//! School onboarding wizard.
//!
//! A new school moves through a fixed sequence of steps: profile, plan,
//! payment, review, processing. Each forward move validates the section the
//! current step owns. The free plan skips the payment step in both
//! directions. Hosts drive an [`OnboardingFlowController`] directly, or over
//! HTTP through [`onboarding_routes`].

pub mod controller;
pub mod model;
pub mod notify;
pub mod processing;
pub mod routes;
pub mod schema;
pub mod session;
pub mod step;

pub use controller::{OnboardingFlowController, OnboardingSnapshot};
pub use model::{OnboardingData, PlanId, Section, SectionUpdate};
pub use notify::{Navigator, Notice, Notifier};
pub use processing::{
    HttpSubmissionBackend, LocalSubmissionBackend, ProcessingStatus, SubmissionBackend,
};
pub use routes::{OnboardingRouteState, onboarding_routes};
pub use schema::{Schema, SectionSchemas, Violation};
pub use session::SessionStore;
pub use step::Step;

> [PROBLEM TO WORK ON]
Please report every line among the entries that includes "notify".

> [TASK ANSWER]
pub mod notify;
pub use notify::{Navigator, Notice, Notifier};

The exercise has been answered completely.